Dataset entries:
□ □ □ □

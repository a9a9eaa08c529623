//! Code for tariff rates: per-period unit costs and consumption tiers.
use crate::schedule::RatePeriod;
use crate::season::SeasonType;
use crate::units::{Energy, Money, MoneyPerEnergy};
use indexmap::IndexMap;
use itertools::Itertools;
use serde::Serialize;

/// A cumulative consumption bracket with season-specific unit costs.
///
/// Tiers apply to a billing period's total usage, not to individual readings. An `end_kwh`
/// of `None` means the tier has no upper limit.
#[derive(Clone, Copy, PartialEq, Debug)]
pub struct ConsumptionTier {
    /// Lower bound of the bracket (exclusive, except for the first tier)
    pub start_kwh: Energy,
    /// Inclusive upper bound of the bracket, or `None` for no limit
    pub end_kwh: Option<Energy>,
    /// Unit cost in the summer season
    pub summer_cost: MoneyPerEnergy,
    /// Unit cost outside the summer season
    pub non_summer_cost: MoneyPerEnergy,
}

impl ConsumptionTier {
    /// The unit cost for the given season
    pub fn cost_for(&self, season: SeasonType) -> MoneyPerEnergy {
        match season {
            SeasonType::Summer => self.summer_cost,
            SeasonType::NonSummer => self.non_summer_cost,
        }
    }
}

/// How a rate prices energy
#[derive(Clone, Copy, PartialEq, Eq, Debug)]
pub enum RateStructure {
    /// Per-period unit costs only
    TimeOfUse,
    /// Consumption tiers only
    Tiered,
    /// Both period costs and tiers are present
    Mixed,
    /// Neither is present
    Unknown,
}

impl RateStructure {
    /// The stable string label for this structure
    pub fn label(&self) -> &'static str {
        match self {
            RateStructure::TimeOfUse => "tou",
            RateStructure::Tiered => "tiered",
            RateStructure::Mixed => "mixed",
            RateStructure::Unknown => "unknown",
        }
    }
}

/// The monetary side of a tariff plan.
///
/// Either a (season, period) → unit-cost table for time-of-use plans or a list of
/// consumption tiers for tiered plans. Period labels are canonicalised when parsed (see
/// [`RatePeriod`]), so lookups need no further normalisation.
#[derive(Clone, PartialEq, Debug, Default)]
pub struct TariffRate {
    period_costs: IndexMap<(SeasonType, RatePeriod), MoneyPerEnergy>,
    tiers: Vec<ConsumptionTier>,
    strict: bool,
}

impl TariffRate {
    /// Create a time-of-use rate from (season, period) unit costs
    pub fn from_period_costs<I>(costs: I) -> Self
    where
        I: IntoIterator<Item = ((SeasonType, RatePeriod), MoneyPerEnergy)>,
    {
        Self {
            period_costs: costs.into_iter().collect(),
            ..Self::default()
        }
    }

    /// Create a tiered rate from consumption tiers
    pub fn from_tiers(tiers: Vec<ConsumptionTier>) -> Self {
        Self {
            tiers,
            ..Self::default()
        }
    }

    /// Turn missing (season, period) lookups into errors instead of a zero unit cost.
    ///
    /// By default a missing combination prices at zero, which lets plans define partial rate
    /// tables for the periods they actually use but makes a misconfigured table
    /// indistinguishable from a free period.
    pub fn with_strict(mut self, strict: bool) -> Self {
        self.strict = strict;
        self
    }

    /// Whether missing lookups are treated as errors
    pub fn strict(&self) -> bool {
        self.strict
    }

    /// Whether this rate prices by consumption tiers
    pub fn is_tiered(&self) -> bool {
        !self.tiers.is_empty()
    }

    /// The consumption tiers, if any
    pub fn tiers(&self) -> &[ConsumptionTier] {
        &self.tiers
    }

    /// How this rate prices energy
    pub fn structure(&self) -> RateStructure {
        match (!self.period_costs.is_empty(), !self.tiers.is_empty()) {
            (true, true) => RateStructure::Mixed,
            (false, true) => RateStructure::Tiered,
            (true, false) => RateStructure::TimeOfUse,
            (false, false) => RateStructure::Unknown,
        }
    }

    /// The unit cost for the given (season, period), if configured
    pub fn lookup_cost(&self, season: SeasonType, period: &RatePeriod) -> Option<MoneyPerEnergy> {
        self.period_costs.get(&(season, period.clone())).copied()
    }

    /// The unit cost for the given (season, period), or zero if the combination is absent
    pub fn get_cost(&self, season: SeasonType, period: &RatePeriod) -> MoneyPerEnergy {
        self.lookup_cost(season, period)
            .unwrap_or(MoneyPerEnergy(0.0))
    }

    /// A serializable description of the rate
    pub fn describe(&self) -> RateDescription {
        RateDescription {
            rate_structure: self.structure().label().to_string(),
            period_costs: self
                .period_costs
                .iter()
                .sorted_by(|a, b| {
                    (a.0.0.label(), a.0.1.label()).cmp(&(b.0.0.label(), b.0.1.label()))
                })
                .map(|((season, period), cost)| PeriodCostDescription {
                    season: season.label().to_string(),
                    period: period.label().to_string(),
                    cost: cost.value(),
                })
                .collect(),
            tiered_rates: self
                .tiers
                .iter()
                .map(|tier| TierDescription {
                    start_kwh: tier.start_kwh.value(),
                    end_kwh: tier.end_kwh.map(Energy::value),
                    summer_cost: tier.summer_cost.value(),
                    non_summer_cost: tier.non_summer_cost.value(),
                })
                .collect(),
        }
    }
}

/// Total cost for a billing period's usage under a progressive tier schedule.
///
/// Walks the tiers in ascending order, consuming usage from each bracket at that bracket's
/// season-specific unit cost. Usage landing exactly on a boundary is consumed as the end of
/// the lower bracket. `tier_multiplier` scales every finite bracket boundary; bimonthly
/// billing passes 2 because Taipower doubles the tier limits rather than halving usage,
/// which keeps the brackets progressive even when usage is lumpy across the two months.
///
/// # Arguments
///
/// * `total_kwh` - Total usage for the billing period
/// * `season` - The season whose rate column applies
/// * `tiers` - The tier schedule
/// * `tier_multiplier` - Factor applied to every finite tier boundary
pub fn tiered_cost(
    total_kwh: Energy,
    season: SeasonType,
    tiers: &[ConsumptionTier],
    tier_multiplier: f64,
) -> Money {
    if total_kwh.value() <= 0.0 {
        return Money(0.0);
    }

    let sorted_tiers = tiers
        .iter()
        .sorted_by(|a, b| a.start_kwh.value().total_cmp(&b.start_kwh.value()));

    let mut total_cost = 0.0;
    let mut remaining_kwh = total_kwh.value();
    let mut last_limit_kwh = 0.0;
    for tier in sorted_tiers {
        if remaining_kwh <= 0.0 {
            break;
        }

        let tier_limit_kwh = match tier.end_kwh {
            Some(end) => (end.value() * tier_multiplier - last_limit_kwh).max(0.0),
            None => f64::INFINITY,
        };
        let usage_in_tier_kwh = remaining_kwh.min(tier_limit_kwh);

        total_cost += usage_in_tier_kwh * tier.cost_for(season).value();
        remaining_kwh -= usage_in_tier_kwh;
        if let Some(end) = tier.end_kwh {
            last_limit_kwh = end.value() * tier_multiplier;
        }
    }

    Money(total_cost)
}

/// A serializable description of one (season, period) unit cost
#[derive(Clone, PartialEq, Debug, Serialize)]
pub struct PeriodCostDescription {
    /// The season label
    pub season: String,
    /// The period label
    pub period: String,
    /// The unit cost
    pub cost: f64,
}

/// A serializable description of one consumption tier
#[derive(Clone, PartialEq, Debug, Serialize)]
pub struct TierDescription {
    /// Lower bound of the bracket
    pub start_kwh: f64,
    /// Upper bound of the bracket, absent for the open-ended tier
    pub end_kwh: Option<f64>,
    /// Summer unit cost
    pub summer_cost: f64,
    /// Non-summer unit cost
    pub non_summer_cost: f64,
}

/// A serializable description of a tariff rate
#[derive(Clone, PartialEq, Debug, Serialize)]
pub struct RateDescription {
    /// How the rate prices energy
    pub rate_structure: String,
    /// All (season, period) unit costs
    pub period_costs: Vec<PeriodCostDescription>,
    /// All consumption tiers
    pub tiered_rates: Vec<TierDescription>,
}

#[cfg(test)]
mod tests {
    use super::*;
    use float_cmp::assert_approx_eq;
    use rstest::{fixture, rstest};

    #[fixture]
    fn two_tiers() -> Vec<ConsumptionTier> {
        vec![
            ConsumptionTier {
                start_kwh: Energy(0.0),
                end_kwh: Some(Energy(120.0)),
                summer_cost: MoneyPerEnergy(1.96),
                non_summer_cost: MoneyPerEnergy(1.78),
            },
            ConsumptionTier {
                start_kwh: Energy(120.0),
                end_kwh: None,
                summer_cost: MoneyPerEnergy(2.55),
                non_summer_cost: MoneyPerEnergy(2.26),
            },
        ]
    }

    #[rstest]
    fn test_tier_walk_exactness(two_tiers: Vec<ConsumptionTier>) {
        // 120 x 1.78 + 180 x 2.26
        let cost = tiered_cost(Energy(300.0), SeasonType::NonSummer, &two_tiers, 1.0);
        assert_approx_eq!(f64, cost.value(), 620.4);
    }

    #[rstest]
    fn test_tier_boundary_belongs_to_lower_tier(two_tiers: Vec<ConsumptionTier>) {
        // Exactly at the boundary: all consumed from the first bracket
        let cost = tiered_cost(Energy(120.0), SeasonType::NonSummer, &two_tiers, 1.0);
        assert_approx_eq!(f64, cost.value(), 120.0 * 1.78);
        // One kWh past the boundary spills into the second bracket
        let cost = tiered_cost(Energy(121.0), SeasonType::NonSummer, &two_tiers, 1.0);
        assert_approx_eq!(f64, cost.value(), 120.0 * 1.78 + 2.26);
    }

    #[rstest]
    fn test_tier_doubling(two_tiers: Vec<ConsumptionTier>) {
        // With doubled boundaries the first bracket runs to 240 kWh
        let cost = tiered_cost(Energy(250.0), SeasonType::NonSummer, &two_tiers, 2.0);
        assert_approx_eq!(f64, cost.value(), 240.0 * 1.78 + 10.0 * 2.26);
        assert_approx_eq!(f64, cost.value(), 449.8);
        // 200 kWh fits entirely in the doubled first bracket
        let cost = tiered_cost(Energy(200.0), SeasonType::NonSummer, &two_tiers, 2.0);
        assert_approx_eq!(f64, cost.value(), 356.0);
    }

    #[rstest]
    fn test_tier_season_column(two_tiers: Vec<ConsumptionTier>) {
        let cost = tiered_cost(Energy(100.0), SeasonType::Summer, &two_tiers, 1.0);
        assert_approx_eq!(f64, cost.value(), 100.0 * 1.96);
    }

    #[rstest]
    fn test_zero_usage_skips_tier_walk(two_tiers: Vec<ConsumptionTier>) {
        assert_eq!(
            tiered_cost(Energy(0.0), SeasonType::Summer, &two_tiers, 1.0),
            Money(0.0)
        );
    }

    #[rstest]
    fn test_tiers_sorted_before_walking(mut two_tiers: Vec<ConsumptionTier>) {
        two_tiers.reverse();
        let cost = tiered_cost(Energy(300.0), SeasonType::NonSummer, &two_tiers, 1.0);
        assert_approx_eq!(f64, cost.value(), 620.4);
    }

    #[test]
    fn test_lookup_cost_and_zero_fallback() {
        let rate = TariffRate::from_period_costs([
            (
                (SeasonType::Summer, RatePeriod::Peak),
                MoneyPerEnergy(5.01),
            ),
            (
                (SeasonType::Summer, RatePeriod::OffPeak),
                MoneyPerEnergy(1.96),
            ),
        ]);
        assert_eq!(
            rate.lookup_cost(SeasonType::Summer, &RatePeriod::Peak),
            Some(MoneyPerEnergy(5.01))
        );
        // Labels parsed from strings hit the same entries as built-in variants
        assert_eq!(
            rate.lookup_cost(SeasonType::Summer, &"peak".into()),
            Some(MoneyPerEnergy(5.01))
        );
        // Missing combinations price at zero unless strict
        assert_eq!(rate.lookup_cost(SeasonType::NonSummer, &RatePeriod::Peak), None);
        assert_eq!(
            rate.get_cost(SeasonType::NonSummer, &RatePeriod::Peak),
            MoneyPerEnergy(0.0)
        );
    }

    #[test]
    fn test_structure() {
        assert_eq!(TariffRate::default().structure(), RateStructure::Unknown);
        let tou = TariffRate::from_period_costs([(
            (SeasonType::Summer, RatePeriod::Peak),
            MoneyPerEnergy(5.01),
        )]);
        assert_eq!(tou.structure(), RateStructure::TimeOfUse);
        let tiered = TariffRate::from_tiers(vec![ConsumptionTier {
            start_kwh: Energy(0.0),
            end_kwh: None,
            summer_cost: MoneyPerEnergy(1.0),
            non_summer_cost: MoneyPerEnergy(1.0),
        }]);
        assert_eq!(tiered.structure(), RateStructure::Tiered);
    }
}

□ □ □ □

_Task requirements_. Set down exactly the lines of the data above, beginning with the line that has "pub fn label(&self)" and ending with the line that has "pub struct TariffRate", and no others.

_Answer section_.
    pub fn label(&self) -> &'static str {
        match self {
            RateStructure::TimeOfUse => "tou",
            RateStructure::Tiered => "tiered",
            RateStructure::Mixed => "mixed",
            RateStructure::Unknown => "unknown",
        }
    }
}

/// The monetary side of a tariff plan.
///
/// Either a (season, period) → unit-cost table for time-of-use plans or a list of
/// consumption tiers for tiered plans. Period labels are canonicalised when parsed (see
/// [`RatePeriod`]), so lookups need no further normalisation.
#[derive(Clone, PartialEq, Debug, Default)]
pub struct TariffRate {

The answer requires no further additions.